Objective: To investigate the effects of hypoxia condition and hypoxia-reoxygenation condition on the cell viability, apoptosis rate and gene expression of osteoblasts cultured in vitro. Methods: The cranium osteoblasts from newborn Sprague Dawley rats within 48 hours were cultured and purified through tissue block method.The morphological changes of cells were evaluated by the Alizarin Red S staining and Alkaline phosphatase staining.The third-generation osteoblasts were cultured in normal condition for 36 hours (group A), in hypoxic condition for 24hours (group B), in hypoxic condition for 24hours thereafter reoxygenated for 12 hours (group D), in hypoxic condition for 36 hours (group C). The cell viability of osteoblasts was tested via MTT assay.The apoptosis rate of osteoblasts was tested by FCM (flow cytometry). Quantitative PCR and Western blot methods were used to determine Collagen type Ⅰ, Bone morphogenetic protein 2 (BMP-2), Runt-related transcription factor 2 (RUNX-2), Transforming growth factor-β1(TGF-β1) expression levels.
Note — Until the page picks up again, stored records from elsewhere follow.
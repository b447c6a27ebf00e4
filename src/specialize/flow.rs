use super::{ForkPhase, HookContext, Published, SpecializeArgs};
use crate::log;
use jni_sys::jint;
use libc::pid_t;

// 状态机依赖的宿主能力，运行时实现对接真实进程，测试中替换为记录器
pub(crate) trait SpecializeHost {
    // 真实的 fork，不经过 fork 符号 hook
    fn fork(&mut self) -> pid_t;
    fn block_sigchld(&mut self, block: bool);
    fn process_name(&mut self, args: &SpecializeArgs) -> Option<String>;
    fn should_hide(&mut self, uid: jint, process_name: &str) -> bool;
    // 若 JNIEnv 仍指向替换表则恢复，并释放类名缓存
    fn restore_env_table(&mut self);
    fn self_unload(&mut self);
    fn publish(&mut self, published: Option<Published>);
}

// 应用特化：fork 为 true 时是 nativeForkAndSpecialize，否则是 nativeSpecializeAppProcess
pub(crate) fn run_app<H, R, F>(ctx: &mut HookContext, host: &mut H, fork: bool, forward: F) -> R
where
    H: SpecializeHost + ?Sized,
    F: FnOnce() -> R,
{
    pre_fork(ctx, host, fork);
    if !ctx.is_parent() {
        decide_hide(ctx, host);
        ctx.phase = ForkPhase::ChildContinuing;
        host.publish(Some(ctx.published()));
    }

    // 父进程中原方法内部的 fork 由 fork 符号 hook 直接返回已有 pid
    let result = forward();

    if !post_fork(ctx, host, fork) {
        return result;
    }
    log::debug(format_args!("hook: specialize post {:?}", ctx.phase));
    if ctx.do_hide {
        host.self_unload();
    }
    ctx.phase = ForkPhase::Idle;
    result
}

// system_server：fork 前恢复 JNIEnv 函数表，不做隐藏判定
pub(crate) fn run_server_fork<H, R, F>(ctx: &mut HookContext, host: &mut H, forward: F) -> R
where
    H: SpecializeHost + ?Sized,
    F: FnOnce() -> R,
{
    host.restore_env_table();
    pre_fork(ctx, host, true);
    log::debug(format_args!("hook: nativeForkSystemServer pre"));
    if !ctx.is_parent() {
        ctx.phase = ForkPhase::ChildContinuing;
    }

    let result = forward();

    if post_fork(ctx, host, true) {
        log::debug(format_args!("hook: nativeForkSystemServer post {:?}", ctx.phase));
        ctx.phase = ForkPhase::Idle;
    }
    result
}

fn pre_fork<H>(ctx: &mut HookContext, host: &mut H, fork: bool)
where
    H: SpecializeHost + ?Sized,
{
    ctx.phase = ForkPhase::PreFork;
    host.publish(Some(ctx.published()));
    if !fork {
        return;
    }
    // 先阻塞 SIGCHLD，post 阶段再解除
    host.block_sigchld(true);
    ctx.pid = host.fork();
    host.publish(Some(ctx.published()));
    if ctx.is_parent() {
        ctx.phase = ForkPhase::ParentDone;
    }
}

// 返回 false 表示当前在父进程，post 阶段到此为止
fn post_fork<H>(ctx: &mut HookContext, host: &mut H, fork: bool) -> bool
where
    H: SpecializeHost + ?Sized,
{
    host.publish(None);
    if fork {
        host.block_sigchld(false);
    }
    if ctx.is_parent() {
        return false;
    }
    ctx.phase = ForkPhase::PostFork;
    true
}

fn decide_hide<H>(ctx: &mut HookContext, host: &mut H)
where
    H: SpecializeHost + ?Sized,
{
    let SpecializeArgs::App(args) = &ctx.args else {
        return;
    };
    let uid = args.uid;
    let eligible = args.hide_eligible();
    let process = host.process_name(&ctx.args);
    let name = process.as_deref().unwrap_or("");
    log::debug(format_args!("hook: specialize pre {name}"));

    if eligible && host.should_hide(uid, name) {
        ctx.do_hide = true;
        log::info(format_args!("hook: [{name}] should be hidden"));
    }
}
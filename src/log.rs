use std::fmt;
use std::sync::atomic::{AtomicI32, Ordering};

pub const ANDROID_LOG_DEBUG: i32 = 3;
pub const ANDROID_LOG_INFO: i32 = 4;
pub const ANDROID_LOG_WARN: i32 = 5;
pub const ANDROID_LOG_ERROR: i32 = 6;

#[cfg(target_os = "android")]
const LOG_TAG_ANDROID: &[u8] = b"zygote_hook\0";
#[cfg(not(target_os = "android"))]
const LOG_TAG_HOST: &str = "zygote_hook";

static LOG_PRIORITY: AtomicI32 = AtomicI32::new(ANDROID_LOG_WARN);

#[cfg(target_os = "android")]
#[link(name = "log")]
unsafe extern "C" {
    fn __android_log_write(prio: i32, tag: *const i8, text: *const i8) -> i32;
}

// 设置日志级别，启用时输出 DEBUG 及以上，禁用时仅输出 WARN 及以上
pub fn set_debug_enabled(enabled: bool) {
    let priority = if enabled {
        ANDROID_LOG_DEBUG
    } else {
        ANDROID_LOG_WARN
    };
    LOG_PRIORITY.store(priority, Ordering::SeqCst);
}

pub fn debug_enabled() -> bool {
    enabled(ANDROID_LOG_DEBUG)
}

fn enabled(priority: i32) -> bool {
    LOG_PRIORITY.load(Ordering::Relaxed) <= priority
}

fn write_log(priority: i32, args: fmt::Arguments) {
    if !enabled(priority) {
        return;
    }

    let mut text = format!("{args}").into_bytes();
    for byte in &mut text {
        if *byte == 0 {
            *byte = b' ';
        }
    }
    emit(priority, text);
}

#[cfg(target_os = "android")]
fn emit(priority: i32, mut text: Vec<u8>) {
    text.push(0);
    unsafe {
        __android_log_write(
            priority,
            LOG_TAG_ANDROID.as_ptr() as *const i8,
            text.as_ptr() as *const i8,
        );
    }
}

// 非 Android 主机（开发、单测、模拟场景）输出到 stderr
#[cfg(not(target_os = "android"))]
fn emit(priority: i32, text: Vec<u8>) {
    let level = match priority {
        ANDROID_LOG_DEBUG => "D",
        ANDROID_LOG_INFO => "I",
        ANDROID_LOG_WARN => "W",
        _ => "E",
    };
    eprintln!("{level} {LOG_TAG_HOST}: {}", String::from_utf8_lossy(&text));
}

pub(crate) fn info(args: fmt::Arguments) {
    write_log(ANDROID_LOG_INFO, args);
}

pub(crate) fn debug(args: fmt::Arguments) {
    write_log(ANDROID_LOG_DEBUG, args);
}

pub(crate) fn warn(args: fmt::Arguments) {
    write_log(ANDROID_LOG_WARN, args);
}

pub(crate) fn error(args: fmt::Arguments) {
    write_log(ANDROID_LOG_ERROR, args);
}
Results: The cell viability of osteoblasts decreased, group A(99.1%±8.3%), group B(90.9%±9.4%), group C(79.9%±8.7%), group D(73.0%±8.2%), group D group C >group B >group A(F=26.198, P=0.000); the mRNA expressions of Col Ⅰ, BMP-2, RUNX-2, TGF-β1 decreased under hypoxia and hypoxia-reoxygenation condition, and group D< group C< group B< group A (F=13.082, P=0.006; F=7.088, P=0.017; F=6.857, P=0.038; F=51.368, P=0.000); the protein expressions of Col Ⅰ, BMP-2, RUNX-2, TGF-β1 decreased under hypoxia and hypoxia-reoxygenation condition, and group D< group C< group B< group A (F=8.114, P=0.013; F=28.935, P=0.000; F=9.857, P=0.007; F=46.541, P=0.000). Conclusion: Hypoxia condition and hypoxia-reoxygenation condition decreased the cell viability, increase the apoptosis rate and suppress the expressions of associated genes.Hypoxia-reoxygenation condition aggravate the injure of osteoblasts preconditioning under hypoxia condition.